Japón y la caza de ballenas

Los integrantes del bloque conocido como el Grupo de Buenos Aires, entre los cuales están Argentina, Brasil, Colombia, México, Panamá, República Dominicana, Perú y Uruguay

Los países del bloque latinoamericano que busca proteger las ballenas, se manifestaron contra la nueva campaña ballenera de Japón en el oceáno austral y le piden al gobierno de ese país que le ponga fin a la denominada “caza científica”, llamado al cual se unió la Sociedad Mundial para la Protección Animal (WSPA).
Los integrantes del bloque conocido como el Grupo de Buenos Aires, entre los cuales están Argentina, Brasil, Colombia, México, Panamá, República Dominicana, Perú y Uruguay, hicieron un rechazo público en la víspera del inicio de la temporada de caza de Japón, que tiene en su mira 850 ballenas Minke antárticas, 50 ballenas de aleta y 50 jorobadas en el Océano Austral, especies que también dan a luz a sus crías y se alimentan cerca de las costas latinoamericanas y son el principal foco de la actividad de avistamiento de cetáceos.
Según Eugenia Arguedas, comisionada alterna por parte de Costa Rica ante la CBI, el Grupo de Buenos Aires critica los “permisos especiales” que Japón se otorga a sí mismo para capturar y matar ballenas, aduciendo que son parte de proyectos de investigación científica.

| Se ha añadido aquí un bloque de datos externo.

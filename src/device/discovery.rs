//! Home Assistant MQTT discovery payloads.

use serde::Serialize;
use serde_json::{json, Value};

use super::kind::DeviceKind;

/// Device registry block shared by every entity of one physical device.
#[derive(Debug, Clone, Serialize)]
pub struct DeviceDescriptor {
    pub ids: Vec<String>,
    pub name: String,
    pub mf: String,
    pub mdl: String,
}

pub struct DiscoveryContext<'a> {
    pub discovery_prefix: &'a str,
    /// Device base topic without a trailing slash.
    pub base_topic: &'a str,
    pub id: &'a str,
    pub name: &'a str,
    pub device: &'a DeviceDescriptor,
}

/// Config topic and payload announcing `kind`, or `None` for variants the
/// hub cannot model.
pub fn payload(kind: &DeviceKind, ctx: &DiscoveryContext<'_>) -> Option<(String, Value)> {
    let base = ctx.base_topic;
    let component = match kind {
        DeviceKind::Switch => "switch",
        DeviceKind::Cover => "cover",
        DeviceKind::Dimmer | DeviceKind::ColorLight(_) => "light",
        DeviceKind::Generic { .. } => return None,
    };

    let mut data = json!({
        "name": ctx.name,
        "state_topic": format!("{base}/state"),
        "command_topic": format!("{base}/command"),
        "availability_topic": format!("{base}/status"),
        "payload_available": "online",
        "payload_not_available": "offline",
        "unique_id": ctx.id,
        "device": ctx.device,
    });
    let Some(fields) = data.as_object_mut() else {
        return None;
    };

    match kind {
        DeviceKind::Cover => {
            fields.insert("position_topic".into(), json!(format!("{base}/position")));
            fields.insert("set_position_topic".into(), json!(format!("{base}/set_position")));
            fields.insert("optimistic".into(), json!(true));
        }
        DeviceKind::Dimmer => {
            fields.insert("brightness_state_topic".into(), json!(format!("{base}/brightness_state")));
            fields.insert(
                "brightness_command_topic".into(),
                json!(format!("{base}/brightness_command")),
            );
            fields.insert("brightness_scale".into(), json!(100));
        }
        DeviceKind::ColorLight(light) => {
            fields.insert(
                "brightness_state_topic".into(),
                json!(format!("{base}/color_brightness_state")),
            );
            fields.insert(
                "brightness_command_topic".into(),
                json!(format!("{base}/color_brightness_command")),
            );
            fields.insert("brightness_scale".into(), json!(100));
            fields.insert("hs_state_topic".into(), json!(format!("{base}/hs_state")));
            fields.insert("hs_command_topic".into(), json!(format!("{base}/hs_command")));
            fields.insert(
                "white_value_state_topic".into(),
                json!(format!("{base}/white_brightness_state")),
            );
            fields.insert(
                "white_value_command_topic".into(),
                json!(format!("{base}/white_brightness_command")),
            );
            fields.insert("white_value_scale".into(), json!(100));
            if let Some(layout) = light.layout().filter(|l| l.color_temp.is_some()) {
                fields.insert(
                    "color_temp_state_topic".into(),
                    json!(format!("{base}/color_temp_state")),
                );
                fields.insert(
                    "color_temp_command_topic".into(),
                    json!(format!("{base}/color_temp_command")),
                );
                fields.insert("min_mireds".into(), json!(layout.min_color_temp));
                fields.insert("max_mireds".into(), json!(layout.max_color_temp));
            }
        }
        DeviceKind::Switch | DeviceKind::Generic { .. } => {}
    }

    let topic = format!("{}/{}/{}/config", ctx.discovery_prefix, component, ctx.id);
    Some((topic, data))
}

#[cfg(test)]
mod tests {
    use super::*;

    fn descriptor() -> DeviceDescriptor {
        DeviceDescriptor {
            ids: vec!["abc123".into()],
            name: "Garage Door".into(),
            mf: "Tuya".into(),
            mdl: "Cover".into(),
        }
    }

    #[test]
    fn cover_payload() {
        let device = descriptor();
        let ctx = DiscoveryContext {
            discovery_prefix: "homeassistant",
            base_topic: "tuya/garage_door",
            id: "abc123",
            name: "Garage Door",
            device: &device,
        };
        let (topic, data) = payload(&DeviceKind::Cover, &ctx).unwrap();
        assert_eq!(topic, "homeassistant/cover/abc123/config");
        assert_eq!(data["state_topic"], "tuya/garage_door/state");
        assert_eq!(data["availability_topic"], "tuya/garage_door/status");
        assert_eq!(data["set_position_topic"], "tuya/garage_door/set_position");
        assert_eq!(data["device"]["ids"][0], "abc123");
        assert_eq!(data["device"]["mf"], "Tuya");
        assert_eq!(data["optimistic"], true);
    }

    #[test]
    fn generic_devices_are_not_announced() {
        let device = descriptor();
        let ctx = DiscoveryContext {
            discovery_prefix: "homeassistant",
            base_topic: "tuya/x",
            id: "x",
            name: "x",
            device: &device,
        };
        assert!(payload(&DeviceKind::Generic { mode: None }, &ctx).is_none());
    }
}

La Comisión Ballenera Internacional prohibió la caza comercial de ballenas en 1986, sin embargo dejó abierta la captura letal de estos mamíferos con fines científicos, lo cual ha hecho las delicias de países como Japón, Noruega e Islandia, quienes se escudan en esta figura a pesar de evidenciar intereses económicos en la práctica.
Para Marcela Vargas, de la Sociedad Mundial para la Protección Animal (WSPA), la caza de ballenas es una actividad arcaica, cruel e innecesaria en el siglo XXI. “Ha sido comprobado que hay maneras no letales de hacer uso del recurso, como es el avistamiento de cetáceos hecho de manera responsable, que genera enormes beneficios para las comunidades costeras y a la vez protege a los animales” –afirmó.
El avistamiento de ballenas es una industria creciente y millonaria con grandes contribuciones a economías locales y de la cual disfrutan millones de personas cada año. Desarrollada responsablemente, se convierte en un aprovechamiento humanitario de estos hermosos animales, como corresponde a la modernidad del siglo XXI. Según estudios realizados en el pasado reciente, los ingresos por avistamiento de cetáceos ascienden a US$9.000.000 en México, US$6.300.000 en Brasil, $3.125.000 en Colombia y US$2.218.339 en Argentina.